As a design checklist. When kicking off new work, use the five layers as a launch gate. Before the work starts, the team should be able to answer all five questions in plain language. If any answer is vague, the work isn't ready to begin — it's ready to generate friction.

As a shared vocabulary. Once a team adopts the Stack, conversations change. "I think this is a Who problem, not a How problem." "We don't have a communication issue — we have a What issue." The vocabulary makes the diagnostic itself faster.

The Stack is most powerful as a habit, not an artifact. Used regularly, it changes the questions teams ask before they reach for another meeting.

Coordination vs. Collaboration: Why This Distinction Matters

Most modern work platforms — Slack, Teams, Zoom, email — are collaboration tools. They make it easier for people to interact. They do not, on their own, coordinate work.

This is one of the central observations behind WMI's positioning: organizations have over-invested in collaboration tools and under-engineered coordination structures. The result is teams that talk constantly and execute unevenly. They are richly collaborative and structurally uncoordinated.

The Coordination Stack is the architecture that closes that gap. It does not replace collaboration tools — it gives them something to actually coordinate around.

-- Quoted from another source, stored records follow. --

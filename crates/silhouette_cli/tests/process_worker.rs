//! End-to-end tests against the real `silhouette worker` child process.

use std::process::Command;
use std::sync::{Arc, Mutex};

use silhouette_worker::constants::WORKER_ARG;
use silhouette_worker::{DispatchError, GenerateOptions, MeshBuffers, OutputMode, SilhouetteDispatcher};

fn worker_command() -> Command {
	let mut command = Command::new(env!("CARGO_BIN_EXE_silhouette"));
	command.arg(WORKER_ARG);
	command
}

/// Two separate upward-facing triangles.
fn two_islands() -> MeshBuffers {
	MeshBuffers::indexed(
		vec![
			0.0, 1.0, 0.0, 0.0, 1.0, 1.0, 1.0, 1.0, 0.0, //
			5.0, 3.0, 0.0, 5.0, 3.0, 1.0, 6.0, 3.0, 0.0,
		],
		vec![0, 1, 2, 3, 4, 5],
	)
}

#[test]
fn process_worker_round_trip() {
	let dispatcher = SilhouetteDispatcher::spawn_process(worker_command()).unwrap();
	assert_eq!(dispatcher.transport_kind(), "process");

	let progress = Arc::new(Mutex::new(Vec::new()));
	let log = Arc::clone(&progress);
	let result = dispatcher
		.generate(
			two_islands(),
			GenerateOptions::new()
				.with_output(OutputMode::Both)
				.with_progress(move |p| log.lock().unwrap().push(p)),
		)
		.unwrap()
		.wait()
		.unwrap();

	let groups = result.into_meshes();
	assert_eq!(groups.len(), 2);
	assert!(groups.iter().all(|g| g.triangle_count() == 1));
	assert_eq!(progress.lock().unwrap().last(), Some(&1.0));
	assert!(!dispatcher.is_busy());
}

#[test]
fn process_worker_reports_job_errors() {
	let dispatcher = SilhouetteDispatcher::spawn_process(worker_command()).unwrap();

	let wall = MeshBuffers::non_indexed(vec![0.0, 0.0, 0.0, 1.0, 0.0, 0.0, 0.0, 1.0, 0.0]);
	let err = dispatcher.generate(wall, GenerateOptions::new()).unwrap().wait().unwrap_err();
	assert_eq!(err, DispatchError::Job("degenerate mesh".to_string()));

	// Same worker serves the next job
	let result = dispatcher
		.generate(two_islands(), GenerateOptions::new())
		.unwrap()
		.wait()
		.unwrap();
	assert_eq!(result.meshes().len(), 1);
}

#[test]
fn non_finite_input_fails_without_hanging() {
	let dispatcher = SilhouetteDispatcher::spawn_process(worker_command()).unwrap();

	let mut position = vec![0.0, 1.0, 0.0, 0.0, 1.0, 1.0, 1.0, 1.0, 0.0];
	position[3] = f32::NAN;
	let err = dispatcher
		.generate(MeshBuffers::indexed(position, vec![0, 1, 2]), GenerateOptions::new())
		.unwrap_err();
	match err {
		DispatchError::Transport(message) => assert!(message.contains("position[3] is not finite"), "{message}"),
		other => panic!("Unexpected error: {other:?}"),
	}
	assert!(!dispatcher.is_busy());

	// Nothing reached the worker, so it still serves jobs
	let result = dispatcher
		.generate(two_islands(), GenerateOptions::new())
		.unwrap()
		.wait()
		.unwrap();
	assert_eq!(result.meshes().len(), 1);
}

#[test]
fn dispose_cancels_and_refuses_jobs() {
	let dispatcher = SilhouetteDispatcher::spawn_process(worker_command()).unwrap();
	let handle = dispatcher.generate(two_islands(), GenerateOptions::new()).unwrap();

	dispatcher.dispose();
	// The worker may have answered first; otherwise the job is cancelled.
	match handle.wait() {
		Ok(_) | Err(DispatchError::Cancelled) => {}
		Err(other) => panic!("Unexpected settlement: {other:?}"),
	}

	let err = dispatcher.generate(two_islands(), GenerateOptions::new()).unwrap_err();
	assert_eq!(err, DispatchError::Disposed);
}

/// Run `silhouette generate --mode both` on the two-island mesh and parse stdout.
fn run_generate(name: &str, extra: &[&str]) -> serde_json::Value {
	let dir = std::env::temp_dir().join(format!("silhouette-cli-{name}-{}", std::process::id()));
	std::fs::create_dir_all(&dir).unwrap();
	let input = dir.join("mesh.json");
	std::fs::write(
		&input,
		r#"{"position":[0,1,0, 0,1,1, 1,1,0, 5,3,0, 5,3,1, 6,3,0],"index":[0,1,2,3,4,5]}"#,
	)
	.unwrap();

	let output = Command::new(env!("CARGO_BIN_EXE_silhouette"))
		.args(["generate", "--mode", "both"])
		.args(extra)
		.arg("--input")
		.arg(&input)
		.output()
		.unwrap();
	std::fs::remove_dir_all(&dir).unwrap();
	assert!(output.status.success(), "stderr: {}", String::from_utf8_lossy(&output.stderr));

	serde_json::from_slice(&output.stdout).unwrap()
}

#[test]
fn generate_command_writes_json() {
	let value = run_generate("thread", &[]);
	let groups = value.as_array().unwrap();
	assert_eq!(groups.len(), 2);
	assert_eq!(groups[0]["index"], serde_json::json!([0, 1, 2]));
}

#[test]
fn generate_command_runs_own_executable_as_worker() {
	let value = run_generate("process", &["--process"]);
	assert_eq!(value, run_generate("thread-again", &[]));
}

Where the Stack Sits in Work Management

The Coordination Stack is one of WMI's foundational frameworks within the broader discipline of Work Management. It connects directly to several other elements of the WMI body of knowledge:

  • The C4 Flywheel describes how Clarity, Coordination, and Completion compound across an organization, powered by Collaboration. The Coordination Stack defines what the Coordination in that flywheel actually consists of.

  • Workflow Architecture is the practice of intentionally designing how work flows. The Coordination Stack is the diagnostic that tells you whether a given workflow can actually be coordinated as designed.

  • The Coordination Maturity Model describes how organizations evolve from ad hoc coordination toward systematic, optimized, and ultimately autonomous coordination. The Stack provides the layers that maturity is measured across.

Together, these frameworks form a coherent architecture for diagnosing, designing, and improving how work actually moves through modern organizations.

The Bottom Line

Most coordination problems in modern organizations are not communication problems. They are structural — and they live in one of five places.

More meetings won't fix a workflow with no clear owner. More Slack won't fix a deliverable with no definition of done. More check-ins won't fix work whose purpose was never defined.

The Coordination Stack tells you where the actual break is. The work — the harder, more durable work — is fixing it there.